BRIEF >>
Search the material for the word "ToFields" and report each line where it turns up.

PROVIDED DATA >>

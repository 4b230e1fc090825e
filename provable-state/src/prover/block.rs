//! The block prover.
//!
//! Every transaction contributes two proofs: a runtime proof from the
//! application logic and a state-transition proof covering exactly that
//! transaction's transitions. The block prover checks that the two agree,
//! advances the block's state root when the transaction succeeded, and logs
//! the transaction hash either way.
use super::{
    backend::{Proof, ProofBackend, BLOCK_CIRCUIT, RUNTIME_CIRCUIT, STATE_TRANSITION_CIRCUIT},
    ensure,
    state_transition::StateTransitionProof,
    ProverError,
};
use crate::{
    commitment::HashList,
    constant::TRANSACTIONS_HASH_PREFIX,
    field::{bool_to_field, select, FieldElement, ToFields},
};
use ark_ff::Zero;
use serde::{Deserialize, Serialize};
use tracing::{debug, warn};

/// Public values of the block circuit.
#[derive(Clone, Copy, Debug, Default, PartialEq, Eq, Serialize, Deserialize)]
pub struct BlockPublicValues {
    /// Commitment over the hashes of all included transactions.
    #[serde(with = "crate::field::serde_field")]
    pub transactions_hash: FieldElement,
    /// Accumulator root.
    #[serde(with = "crate::field::serde_field")]
    pub state_root: FieldElement,
}

impl BlockPublicValues {
    /// Values at the start of a block over `state_root`.
    pub fn fresh(state_root: FieldElement) -> Self {
        Self {
            transactions_hash: FieldElement::zero(),
            state_root,
        }
    }
}

impl ToFields for BlockPublicValues {
    fn to_fields(&self) -> Vec<FieldElement> {
        vec![self.transactions_hash, self.state_root]
    }
}

/// Public input of the block circuit.
pub type BlockPublicInput = BlockPublicValues;

/// Public output of the block circuit.
pub type BlockPublicOutput = BlockPublicValues;

/// A block proof.
pub type BlockProof = Proof<BlockPublicInput, BlockPublicOutput>;

/// Public output of the application proof of one transaction.
#[derive(Clone, Copy, Debug, PartialEq, Eq, Serialize, Deserialize)]
pub struct RuntimeProofOutput {
    /// Commitment over the transitions the application claims to have made.
    #[serde(with = "crate::field::serde_field")]
    pub transitions_hash: FieldElement,
    /// Whether the transaction succeeded.
    pub status: bool,
    /// Hash identifying the transaction.
    #[serde(with = "crate::field::serde_field")]
    pub transaction_hash: FieldElement,
}

impl ToFields for RuntimeProofOutput {
    fn to_fields(&self) -> Vec<FieldElement> {
        vec![
            self.transitions_hash,
            bool_to_field(self.status),
            self.transaction_hash,
        ]
    }
}

/// An application proof. The runtime circuit has no public input.
pub type RuntimeProof = Proof<(), RuntimeProofOutput>;

/// Running state of a block while transactions are applied.
#[derive(Clone, Debug, PartialEq, Eq)]
pub struct BlockProverState {
    /// Current accumulator root.
    pub state_root: FieldElement,
    /// Transactions commitment, with the hashes appended through this state.
    pub transactions: HashList<FieldElement>,
}

impl BlockProverState {
    /// Starts from the given public values.
    pub fn new(input: BlockPublicInput) -> Self {
        Self {
            state_root: input.state_root,
            transactions: HashList::with_commitment(
                TRANSACTIONS_HASH_PREFIX,
                input.transactions_hash,
            ),
        }
    }

    /// Current public values.
    pub fn public_values(&self) -> BlockPublicValues {
        BlockPublicValues {
            transactions_hash: self.transactions.commitment(),
            state_root: self.state_root,
        }
    }
}

/// Proves transactions and merges block proofs.
#[derive(Debug)]
pub struct BlockProver<'a, B> {
    backend: &'a B,
}

impl<B> Clone for BlockProver<'_, B> {
    fn clone(&self) -> Self {
        *self
    }
}

impl<B> Copy for BlockProver<'_, B> {}

impl<'a, B: ProofBackend> BlockProver<'a, B> {
    /// Creates a prover attesting through `backend`.
    pub fn new(backend: &'a B) -> Self {
        Self { backend }
    }

    /// Applies one transaction to `state`.
    ///
    /// On any violated constraint `state` is left untouched. A failed runtime
    /// status is not an error: the proposed transitions are discarded and the
    /// transaction is still logged.
    pub fn apply_transaction(
        &self,
        state: &mut BlockProverState,
        st_proof: &StateTransitionProof,
        runtime_proof: &RuntimeProof,
    ) -> Result<(), ProverError> {
        self.backend.ensure_valid(st_proof, STATE_TRANSITION_CIRCUIT)?;
        self.backend.ensure_valid(runtime_proof, RUNTIME_CIRCUIT)?;

        let st_input = &st_proof.public_input;
        let st_output = &st_proof.public_output;
        let runtime = &runtime_proof.public_output;

        ensure(st_input.transitions_hash.is_zero(), || {
            "state-transition proof does not start from an empty transition log".to_string()
        })?;
        ensure(runtime.transitions_hash == st_output.transitions_hash, || {
            format!(
                "runtime and state-transition proofs disagree on transitions of {}",
                runtime.transaction_hash
            )
        })?;
        ensure(state.state_root == st_input.state_root, || {
            format!(
                "state-transition proof of {} does not start at the block root",
                runtime.transaction_hash
            )
        })?;

        if !runtime.status {
            warn!(
                transaction = %runtime.transaction_hash,
                "transaction failed, discarding its state transitions"
            );
        }
        state.state_root = select(runtime.status, st_output.state_root, st_input.state_root);
        state.transactions.push(runtime.transaction_hash);
        Ok(())
    }

    /// Proves a block consisting of the single given transaction, starting at
    /// `input`.
    pub fn prove_transaction(
        &self,
        input: BlockPublicInput,
        st_proof: &StateTransitionProof,
        runtime_proof: &RuntimeProof,
    ) -> Result<BlockProof, ProverError> {
        let mut state = BlockProverState::new(input);
        self.apply_transaction(&mut state, st_proof, runtime_proof)?;
        debug!(
            transaction = %runtime_proof.public_output.transaction_hash,
            status = runtime_proof.public_output.status,
            "proved transaction"
        );
        self.backend.prove(BLOCK_CIRCUIT, input, state.public_values())
    }

    /// Merges two block proofs over adjacent transaction ranges.
    pub fn merge(
        &self,
        input: BlockPublicInput,
        first: &BlockProof,
        second: &BlockProof,
    ) -> Result<BlockProof, ProverError> {
        self.backend.ensure_valid(first, BLOCK_CIRCUIT)?;
        self.backend.ensure_valid(second, BLOCK_CIRCUIT)?;

        ensure(first.public_input == input, || {
            "first proof does not start at the merge input".to_string()
        })?;
        ensure(
            first.public_output.state_root == second.public_input.state_root,
            || "state roots of merged block proofs are not contiguous".to_string(),
        )?;
        ensure(
            first.public_output.transactions_hash == second.public_input.transactions_hash,
            || "transaction commitments of merged block proofs are not contiguous".to_string(),
        )?;

        self.backend.prove(BLOCK_CIRCUIT, input, second.public_output)
    }
}

#[cfg(test)]
mod tests {
    use super::*;
    use crate::{
        constant::TRANSITIONS_HASH_PREFIX,
        mem_store::MemStore,
        merkle::tree::MerkleTree,
        prover::{
            backend::MockBackend,
            state_transition::{StateTransitionProver, StateTransitionPublicValues},
        },
        transition::{ProvableTransition, StateTransition, TransitionBatch},
    };

    fn fe(n: u64) -> FieldElement {
        FieldElement::from(n)
    }

    /// Proves `transitions` as one transaction on `tree` and builds the
    /// matching runtime proof.
    fn transaction(
        backend: &MockBackend,
        tree: &mut MerkleTree<MemStore>,
        transitions: &[ProvableTransition],
        status: bool,
        tx: u64,
    ) -> (StateTransitionProof, RuntimeProof) {
        let input = StateTransitionPublicValues::fresh(tree.root().unwrap());
        let batch = TransitionBatch::new(transitions).unwrap();
        let witnesses = tree.trace_batch(&batch).unwrap();
        let st_proof = StateTransitionProver::new(backend)
            .prove_batch(input, &batch, witnesses)
            .unwrap();

        let mut log = HashList::new(TRANSITIONS_HASH_PREFIX);
        transitions.iter().for_each(|t| log.push(*t));
        let runtime = RuntimeProofOutput {
            transitions_hash: log.commitment(),
            status,
            transaction_hash: fe(tx),
        };
        let runtime_proof = backend.prove(RUNTIME_CIRCUIT, (), runtime).unwrap();
        (st_proof, runtime_proof)
    }

    fn write(p: u64, from: Option<u64>, to: u64) -> ProvableTransition {
        StateTransition::write(fe(p), from, to).to_provable()
    }

    #[test]
    fn successful_transaction_advances_root() {
        let backend = MockBackend::new();
        let prover = BlockProver::new(&backend);
        let mut tree = MerkleTree::new(MemStore::new());
        let input = BlockPublicValues::fresh(tree.root().unwrap());

        let (st, rt) = transaction(&backend, &mut tree, &[write(1, None, 5)], true, 100);
        let proof = prover.prove_transaction(input, &st, &rt).unwrap();

        assert!(backend.verify(&proof, BLOCK_CIRCUIT));
        assert_eq!(proof.public_output.state_root, tree.root().unwrap());
        let mut expected = HashList::new(TRANSACTIONS_HASH_PREFIX);
        expected.push(fe(100));
        assert_eq!(proof.public_output.transactions_hash, expected.commitment());
    }

    /// Tests the failure path.
    ///
    /// A failed transaction leaves the root unchanged and advances the
    /// transactions commitment by exactly its own hash.
    #[test]
    fn failed_transaction_keeps_root() {
        let backend = MockBackend::new();
        let prover = BlockProver::new(&backend);
        let mut tree = MerkleTree::new(MemStore::new());
        let root = tree.root().unwrap();
        let mut state = BlockProverState::new(BlockPublicValues::fresh(root));
        let before = state.transactions.commitment();

        let (st, rt) = transaction(&backend, &mut tree, &[write(1, None, 5)], false, 7);
        assert_ne!(st.public_output.state_root, root);
        prover.apply_transaction(&mut state, &st, &rt).unwrap();

        assert_eq!(state.state_root, root);
        assert_eq!(state.transactions.values(), &[fe(7)]);
        let mut expected = HashList::with_commitment(TRANSACTIONS_HASH_PREFIX, before);
        expected.push(fe(7));
        assert_eq!(state.transactions.commitment(), expected.commitment());
    }

    /// Tests the consistency checks between the two proofs of a transaction.
    ///
    /// Scenarios tested:
    /// - Disagreeing transition commitments are rejected
    /// - A state-transition proof not starting at the block root is rejected
    /// - A state-transition proof with a non-empty starting log is rejected
    /// - A runtime proof attested for the wrong circuit is rejected
    /// - Rejections leave the block state untouched
    #[test]
    fn rejects_inconsistent_transaction() {
        let backend = MockBackend::new();
        let prover = BlockProver::new(&backend);
        let mut tree = MerkleTree::new(MemStore::new());
        let root = tree.root().unwrap();
        let mut state = BlockProverState::new(BlockPublicValues::fresh(root));
        let pristine = state.clone();

        let (st, rt) = transaction(&backend, &mut tree, &[write(1, None, 5)], true, 1);

        let mut wrong_log = rt.public_output;
        wrong_log.transitions_hash = fe(123);
        let wrong_log = backend.prove(RUNTIME_CIRCUIT, (), wrong_log).unwrap();
        assert!(matches!(
            prover.apply_transaction(&mut state, &st, &wrong_log),
            Err(ProverError::ConstraintViolation(_))
        ));

        let (st2, rt2) = transaction(&backend, &mut tree, &[write(2, None, 6)], true, 2);
        assert!(prover.apply_transaction(&mut state, &st2, &rt2).is_err());

        let mut resumed_input = st.public_input;
        resumed_input.transitions_hash = fe(1);
        let resumed = backend
            .prove(STATE_TRANSITION_CIRCUIT, resumed_input, st.public_output)
            .unwrap();
        assert!(prover.apply_transaction(&mut state, &resumed, &rt).is_err());

        let mislabeled = backend.prove(BLOCK_CIRCUIT, (), rt.public_output).unwrap();
        assert!(matches!(
            prover.apply_transaction(&mut state, &st, &mislabeled),
            Err(ProverError::InvalidProof { .. })
        ));

        assert_eq!(state, pristine);
        prover.apply_transaction(&mut state, &st, &rt).unwrap();
    }

    #[test]
    fn merge_block_proofs() {
        let backend = MockBackend::new();
        let prover = BlockProver::new(&backend);
        let mut tree = MerkleTree::new(MemStore::new());
        let input = BlockPublicValues::fresh(tree.root().unwrap());

        let (st1, rt1) = transaction(&backend, &mut tree, &[write(1, None, 5)], true, 1);
        let first = prover.prove_transaction(input, &st1, &rt1).unwrap();
        let (st2, rt2) = transaction(&backend, &mut tree, &[write(1, Some(5), 6)], true, 2);
        let second = prover
            .prove_transaction(first.public_output, &st2, &rt2)
            .unwrap();

        let merged = prover.merge(input, &first, &second).unwrap();
        assert_eq!(merged.public_output, second.public_output);
        assert_eq!(merged.public_output.state_root, tree.root().unwrap());
        assert!(prover.merge(input, &second, &first).is_err());
    }
}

ANSWER TO THE PROBLEM >>
    field::{bool_to_field, select, FieldElement, ToFields},
impl ToFields for BlockPublicValues {
impl ToFields for RuntimeProofOutput {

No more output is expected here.